1910.269(n)(6)(i) and 1926.962(f)(1)
Order of Connection. The employer shall ensure that, when an employee attaches a ground to a line or to equipment, the employee attaches the ground-end connection first and then attaches the other end by means of a live-line tool. For lines or equipment operating at 600 volts or less, the employer may permit the employee to use insulating equipment other than a live-line tool if the employer ensures that the line or equipment is not energized at the time the ground is connected or if the employer can demonstrate that each employee is protected from hazards that may develop if the line or equipment is energized. (emphasis added)
1910.269(n)(6)(ii) and 1926.962(f)(2)
Order of Removal. The employer shall ensure that, when an employee removes a ground, the employee removes the grounding device from the line or equipment using a live-line tool before he or she removes the ground-end connection. For lines or equipment operating at 600 volts or less, the employer may permit the employee to use insulating equipment other than a live-line tool if the employer ensures that the line or equipment is not energized at the time the ground is disconnected or if the employer can demonstrate that each employee is protected from hazards that may develop if the line or equipment is energized. (emphasis added)
If the line or equipment is energized at 600 volts or less, then the worker is permitted to use “insulating equipment” (most interpret this as rubber insulating gloves with leather protectors) to attach or remove the TPG from the “other end,” meaning the normally energized part(s) that are deenergized and under the control of the applicable hazardous energy procedure.
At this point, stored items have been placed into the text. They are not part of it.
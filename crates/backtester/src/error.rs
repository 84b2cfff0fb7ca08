// Copyright 2025 itscheems
//
// Licensed under the Apache License, Version 2.0 (the "License");
// you may not use this file except in compliance with the License.
// You may obtain a copy of the License at
//
//     http://www.apache.org/licenses/LICENSE-2.0
//
// Unless required by applicable law or agreed to in writing, software
// distributed under the License is distributed on an "AS IS" BASIS,
// WITHOUT WARRANTIES OR CONDITIONS OF ANY KIND, either express or implied.
// See the License for the specific language governing permissions and
// limitations under the License.

use thiserror::Error;

#[derive(Debug, Error)]
pub enum BacktesterError {
	#[error("initial_capital must be > 0, got {0}")]
	InvalidInitialCapital(f64),

	#[error("commission_rate must be in [0, 1), got {0}")]
	InvalidCommissionRate(f64),

	#[error("slippage must be >= 0, got {0}")]
	InvalidSlippage(f64),

	#[error("symbol {0} has no observed market price yet")]
	UnknownSymbol(String),

	#[error("engine error: {0}")]
	Engine(#[from] event_engine::EngineError),

	#[error("config error: {0}")]
	Config(#[from] config::ConfigError),
}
This can be LOTO for generation per 1910.269(d), or clearance orders per 1910.2690(m) and 1926.961 (T&D systems).
What to Expect in Part 4
Keep in mind that using TPGs at low voltages (<600 volts) can pose challenges with respect to the proper sizing due to the extremely high fault currents commonly found in large low voltage systems according to 1910.269(n)(4)(i).
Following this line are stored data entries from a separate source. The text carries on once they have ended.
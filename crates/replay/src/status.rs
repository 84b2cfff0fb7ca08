// Copyright 2025 itscheems
//
// Licensed under the Apache License, Version 2.0 (the "License");
// you may not use this file except in compliance with the License.
// You may obtain a copy of the License at
//
//     http://www.apache.org/licenses/LICENSE-2.0
//
// Unless required by applicable law or agreed to in writing, software
// distributed under the License is distributed on an "AS IS" BASIS,
// WITHOUT WARRANTIES OR CONDITIONS OF ANY KIND, either express or implied.
// See the License for the specific language governing permissions and
// limitations under the License.

use std::sync::atomic::{AtomicU8, Ordering};

/// Lifecycle status, shared in shape between the replay controller and the
/// engine manager (§4.3).
#[derive(Debug, Clone, Copy, PartialEq, Eq)]
#[repr(u8)]
pub enum ReplayStatus {
	Initialized = 0,
	Running = 1,
	Paused = 2,
	Stopped = 3,
	Completed = 4,
	Error = 5,
}

impl ReplayStatus {
	fn from_u8(v: u8) -> Self {
		match v {
			0 => ReplayStatus::Initialized,
			1 => ReplayStatus::Running,
			2 => ReplayStatus::Paused,
			3 => ReplayStatus::Stopped,
			4 => ReplayStatus::Completed,
			_ => ReplayStatus::Error,
		}
	}

	pub fn is_terminal(self) -> bool {
		matches!(self, ReplayStatus::Stopped | ReplayStatus::Completed | ReplayStatus::Error)
	}

	pub fn is_live(self) -> bool {
		!self.is_terminal()
	}
}

/// An atomic status word plus the "go" flag that gates the worker loop.
///
/// The Python original used a threading.Event as the go-signal and a
/// separate status string under the same lock; here the status is a
/// lock-free atomic (read constantly by the worker) and the go-signal is
/// the Condvar pair in `controller.rs` that the worker actually blocks on.
#[derive(Debug)]
pub struct StatusCell(AtomicU8);

impl StatusCell {
	pub fn new(initial: ReplayStatus) -> Self {
		Self(AtomicU8::new(initial as u8))
	}

	pub fn get(&self) -> ReplayStatus {
		ReplayStatus::from_u8(self.0.load(Ordering::SeqCst))
	}

	pub fn set(&self, status: ReplayStatus) {
		self.0.store(status as u8, Ordering::SeqCst);
	}
}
In Part 4, we’ll cover some of the specific challenges and considerations when using TPGs with lines and equipment energized at 600 volts or less.
Ken, thanks for the excellent information you provided to help us navigate this difficult topic. I’m curious about OSHA’s stance on using insulating equipment (rather than live-line tools) when applying temporary protective grounds (TPGs) to voltages of 600 volts or less.
OSHA’s 1999 letter of interpretation (Standard Interpretations / 1910.269: Application of personal protective grounds for employee protection) states that insulating tools are necessary to keep employees at a safe distance when installing or removing grounds, due to the heat generated by arc flash. This suggests that distance is a key factor in arc flash protection.
However, I’m puzzled that 480-volt systems can produce higher incident energy than 4,160-volt systems. Could you help me understand what I’m missing here? I want to make sure I have a complete grasp of OSHA’s requirements and the underlying safety principles.
Thank you again for the excellent information you provided.